**Exercise aim:**
Read through the data, and wherever a line holds the word "CustomizationSet", write that line out.

(Given data)

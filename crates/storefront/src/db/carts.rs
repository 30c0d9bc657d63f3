//! Cart repository.
//!
//! Uniqueness of a cart per user and of an item per (cart, product,
//! customization set) is enforced by unique indexes, so concurrent requests
//! from the same user converge on one cart and one row per combination.

use sqlx::PgPool;
use sqlx::types::Json;

use printloom_core::{CartId, CartItemId, CustomizationSet, ProductId, UserId};

use super::catalog::CatalogRepository;
use super::{PgStore, RepositoryError, quantity_from_db, quantity_to_db};
use crate::models::{Cart, CartLine, OwnedCartLine};
use crate::services::CartStore;

#[derive(sqlx::FromRow)]
struct CartRow {
    id: CartId,
    user_id: UserId,
}

impl From<CartRow> for Cart {
    fn from(row: CartRow) -> Self {
        Self {
            id: row.id,
            user_id: row.user_id,
        }
    }
}

#[derive(sqlx::FromRow)]
struct CartItemRow {
    id: CartItemId,
    cart_id: CartId,
    owner: UserId,
    product_id: ProductId,
    quantity: i32,
    customizations: Json<CustomizationSet>,
}

const ITEM_COLUMNS: &str = r"
    SELECT ci.id, ci.cart_id, c.user_id AS owner, ci.product_id, ci.quantity, ci.customizations
    FROM cart_items ci
    JOIN carts c ON c.id = ci.cart_id
";

/// Repository for cart database operations.
pub struct CartRepository<'a> {
    pool: &'a PgPool,
}

impl<'a> CartRepository<'a> {
    /// Create a new cart repository.
    #[must_use]
    pub const fn new(pool: &'a PgPool) -> Self {
        Self { pool }
    }

    /// Get the user's cart, creating it if needed.
    ///
    /// # Errors
    ///
    /// Returns `RepositoryError::Database` if the query fails.
    pub async fn ensure(&self, user_id: UserId) -> Result<Cart, RepositoryError> {
        // The no-op update makes RETURNING yield the existing row on conflict.
        let row = sqlx::query_as::<_, CartRow>(
            r"
            INSERT INTO carts (id, user_id)
            VALUES ($1, $2)
            ON CONFLICT (user_id) DO UPDATE SET updated_at = carts.updated_at
            RETURNING id, user_id
            ",
        )
        .bind(CartId::generate())
        .bind(user_id)
        .fetch_one(self.pool)
        .await?;
        Ok(row.into())
    }

    /// Get a cart by ID.
    ///
    /// # Errors
    ///
    /// Returns `RepositoryError::Database` if the query fails.
    pub async fn find(&self, id: CartId) -> Result<Option<Cart>, RepositoryError> {
        let row = sqlx::query_as::<_, CartRow>("SELECT id, user_id FROM carts WHERE id = $1")
            .bind(id)
            .fetch_optional(self.pool)
            .await?;
        Ok(row.map(Cart::from))
    }

    /// All items of a cart joined with their products, oldest first.
    ///
    /// # Errors
    ///
    /// Returns `RepositoryError::Database` if the query fails.
    /// Returns `RepositoryError::DataCorruption` if a stored row is invalid.
    pub async fn lines(&self, cart_id: CartId) -> Result<Vec<CartLine>, RepositoryError> {
        let rows = sqlx::query_as::<_, CartItemRow>(&format!(
            "{ITEM_COLUMNS} WHERE ci.cart_id = $1 ORDER BY ci.created_at, ci.id"
        ))
        .bind(cart_id)
        .fetch_all(self.pool)
        .await?;

        Ok(self
            .hydrate(rows)
            .await?
            .into_iter()
            .map(|owned| owned.line)
            .collect())
    }

    /// Get one item with its product and the owner of its cart.
    ///
    /// # Errors
    ///
    /// Returns `RepositoryError::Database` if the query fails.
    pub async fn find_line(
        &self,
        item_id: CartItemId,
    ) -> Result<Option<OwnedCartLine>, RepositoryError> {
        let row = sqlx::query_as::<_, CartItemRow>(&format!("{ITEM_COLUMNS} WHERE ci.id = $1"))
            .bind(item_id)
            .fetch_optional(self.pool)
            .await?;
        Ok(self.hydrate(row.into_iter().collect()).await?.pop())
    }

    /// Add an item, or bump the quantity of the identical item already in the cart.
    ///
    /// Returns `None` without touching the row when the summed quantity
    /// would exceed `max_quantity`.
    ///
    /// # Errors
    ///
    /// Returns `RepositoryError::Database` if the query fails.
    pub async fn add_or_merge(
        &self,
        cart_id: CartId,
        product_id: ProductId,
        quantity: u32,
        max_quantity: u32,
        customizations: &CustomizationSet,
    ) -> Result<Option<CartItemId>, RepositoryError> {
        let id = sqlx::query_scalar::<_, CartItemId>(
            r"
            INSERT INTO cart_items (id, cart_id, product_id, quantity, customizations, customization_key)
            VALUES ($1, $2, $3, $4, $5, $6)
            ON CONFLICT (cart_id, product_id, customization_key)
            DO UPDATE SET quantity = cart_items.quantity + EXCLUDED.quantity
            WHERE cart_items.quantity + EXCLUDED.quantity <= $7
            RETURNING id
            ",
        )
        .bind(CartItemId::generate())
        .bind(cart_id)
        .bind(product_id)
        .bind(quantity_to_db(quantity)?)
        .bind(Json(customizations))
        .bind(customizations.canonical_key())
        .bind(quantity_to_db(max_quantity)?)
        .fetch_optional(self.pool)
        .await?;
        Ok(id)
    }

    /// Set an item's quantity.
    ///
    /// # Errors
    ///
    /// Returns `RepositoryError::NotFound` if the item no longer exists.
    pub async fn set_quantity(
        &self,
        item_id: CartItemId,
        quantity: u32,
    ) -> Result<(), RepositoryError> {
        let result = sqlx::query("UPDATE cart_items SET quantity = $2 WHERE id = $1")
            .bind(item_id)
            .bind(quantity_to_db(quantity)?)
            .execute(self.pool)
            .await?;
        if result.rows_affected() == 0 {
            return Err(RepositoryError::NotFound);
        }
        Ok(())
    }

    /// Delete an item. Returns whether a row was removed.
    ///
    /// # Errors
    ///
    /// Returns `RepositoryError::Database` if the query fails.
    pub async fn delete(&self, item_id: CartItemId) -> Result<bool, RepositoryError> {
        let result = sqlx::query("DELETE FROM cart_items WHERE id = $1")
            .bind(item_id)
            .execute(self.pool)
            .await?;
        Ok(result.rows_affected() > 0)
    }

    async fn hydrate(&self, rows: Vec<CartItemRow>) -> Result<Vec<OwnedCartLine>, RepositoryError> {
        let mut product_ids: Vec<ProductId> = rows.iter().map(|r| r.product_id).collect();
        product_ids.sort_unstable();
        product_ids.dedup();
        let products = CatalogRepository::new(self.pool)
            .products(&product_ids)
            .await?;

        rows.into_iter()
            .map(|row| {
                let product = products.get(&row.product_id).cloned().ok_or_else(|| {
                    RepositoryError::DataCorruption(format!(
                        "cart item {} references missing product {}",
                        row.id, row.product_id
                    ))
                })?;
                Ok(OwnedCartLine {
                    owner: row.owner,
                    line: CartLine {
                        id: row.id,
                        cart_id: row.cart_id,
                        quantity: quantity_from_db(row.quantity)?,
                        customizations: row.customizations.0,
                        product,
                    },
                })
            })
            .collect()
    }
}

impl CartStore for PgStore {
    async fn ensure_cart(&self, user_id: UserId) -> Result<Cart, RepositoryError> {
        CartRepository::new(self.pool()).ensure(user_id).await
    }

    async fn find_cart(&self, id: CartId) -> Result<Option<Cart>, RepositoryError> {
        CartRepository::new(self.pool()).find(id).await
    }

    async fn cart_lines(&self, cart_id: CartId) -> Result<Vec<CartLine>, RepositoryError> {
        CartRepository::new(self.pool()).lines(cart_id).await
    }

    async fn find_line(
        &self,
        item_id: CartItemId,
    ) -> Result<Option<OwnedCartLine>, RepositoryError> {
        CartRepository::new(self.pool()).find_line(item_id).await
    }

    async fn add_or_merge_item(
        &self,
        cart_id: CartId,
        product_id: ProductId,
        quantity: u32,
        max_quantity: u32,
        customizations: &CustomizationSet,
    ) -> Result<Option<CartItemId>, RepositoryError> {
        CartRepository::new(self.pool())
            .add_or_merge(cart_id, product_id, quantity, max_quantity, customizations)
            .await
    }

    async fn set_item_quantity(
        &self,
        item_id: CartItemId,
        quantity: u32,
    ) -> Result<(), RepositoryError> {
        CartRepository::new(self.pool())
            .set_quantity(item_id, quantity)
            .await
    }

    async fn delete_item(&self, item_id: CartItemId) -> Result<bool, RepositoryError> {
        CartRepository::new(self.pool()).delete(item_id).await
    }
}
//! Newtype IDs for type-safe entity references.
//!
//! Use the `define_id!` macro to create type-safe ID wrappers that prevent
//! accidentally mixing IDs from different entity types. All Printloom IDs are
//! random v4 UUIDs generated by the application before insert.

/// Macro to define a type-safe ID wrapper.
///
/// Creates a newtype wrapper around [`uuid::Uuid`] with:
/// - `Serialize`/`Deserialize` with `#[serde(transparent)]`
/// - `Debug`, `Clone`, `Copy`, `PartialEq`, `Eq`, `Hash`, `PartialOrd`, `Ord`
/// - Conversion methods: `generate()`, `from_uuid()`, `as_uuid()`
/// - `Display` and `FromStr` using the hyphenated UUID form
/// - `sqlx` `Type`, `Encode`, and `Decode` implementations (with `postgres` feature)
///
/// # Example
///
/// ```rust
/// # use printloom_core::define_id;
/// define_id!(WidgetId);
/// define_id!(GadgetId);
///
/// let widget = WidgetId::generate();
/// let parsed: WidgetId = widget.to_string().parse().unwrap();
/// assert_eq!(widget, parsed);
///
/// // These are different types, so this won't compile:
/// // let _: GadgetId = widget;
/// ```
#[macro_export]
macro_rules! define_id {
    ($name:ident) => {
        #[derive(
            Debug,
            Clone,
            Copy,
            PartialEq,
            Eq,
            Hash,
            PartialOrd,
            Ord,
            ::serde::Serialize,
            ::serde::Deserialize
        )]
        #[serde(transparent)]
        pub struct $name(::uuid::Uuid);

        impl $name {
            /// Generate a fresh random ID.
            #[must_use]
            pub fn generate() -> Self {
                Self(::uuid::Uuid::new_v4())
            }

            /// Wrap an existing UUID.
            #[must_use]
            pub const fn from_uuid(id: ::uuid::Uuid) -> Self {
                Self(id)
            }

            /// Get the underlying UUID.
            #[must_use]
            pub const fn as_uuid(&self) -> ::uuid::Uuid {
                self.0
            }
        }

        impl ::core::fmt::Display for $name {
            fn fmt(&self, f: &mut ::core::fmt::Formatter<'_>) -> ::core::fmt::Result {
                write!(f, "{}", self.0)
            }
        }

        impl ::core::str::FromStr for $name {
            type Err = ::uuid::Error;

            fn from_str(s: &str) -> ::core::result::Result<Self, Self::Err> {
                ::uuid::Uuid::parse_str(s).map(Self)
            }
        }

        impl From<::uuid::Uuid> for $name {
            fn from(id: ::uuid::Uuid) -> Self {
                Self(id)
            }
        }

        impl From<$name> for ::uuid::Uuid {
            fn from(id: $name) -> Self {
                id.0
            }
        }

        #[cfg(feature = "postgres")]
        impl ::sqlx::Type<::sqlx::Postgres> for $name {
            fn type_info() -> ::sqlx::postgres::PgTypeInfo {
                <::uuid::Uuid as ::sqlx::Type<::sqlx::Postgres>>::type_info()
            }

            fn compatible(ty: &::sqlx::postgres::PgTypeInfo) -> bool {
                <::uuid::Uuid as ::sqlx::Type<::sqlx::Postgres>>::compatible(ty)
            }
        }

        #[cfg(feature = "postgres")]
        impl ::sqlx::postgres::PgHasArrayType for $name {
            fn array_type_info() -> ::sqlx::postgres::PgTypeInfo {
                <::uuid::Uuid as ::sqlx::postgres::PgHasArrayType>::array_type_info()
            }
        }

        #[cfg(feature = "postgres")]
        impl<'r> ::sqlx::Decode<'r, ::sqlx::Postgres> for $name {
            fn decode(
                value: ::sqlx::postgres::PgValueRef<'r>,
            ) -> ::core::result::Result<Self, ::sqlx::error::BoxDynError> {
                let id = <::uuid::Uuid as ::sqlx::Decode<::sqlx::Postgres>>::decode(value)?;
                Ok(Self(id))
            }
        }

        #[cfg(feature = "postgres")]
        impl ::sqlx::Encode<'_, ::sqlx::Postgres> for $name {
            fn encode_by_ref(
                &self,
                buf: &mut ::sqlx::postgres::PgArgumentBuffer,
            ) -> ::std::result::Result<::sqlx::encode::IsNull, ::sqlx::error::BoxDynError> {
                <::uuid::Uuid as ::sqlx::Encode<::sqlx::Postgres>>::encode_by_ref(&self.0, buf)
            }
        }
    };
}

define_id!(UserId);
define_id!(CategoryId);
define_id!(ProductId);
define_id!(AreaId);
define_id!(CartId);
define_id!(CartItemId);
define_id!(OrderId);
define_id!(OrderItemId);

(End Given data)

**Answer to this problem:**
use printloom_core::{CartId, CartItemId, CustomizationSet, ProductId, UserId};
    customizations: Json<CustomizationSet>,
        customizations: &CustomizationSet,
        customizations: &CustomizationSet,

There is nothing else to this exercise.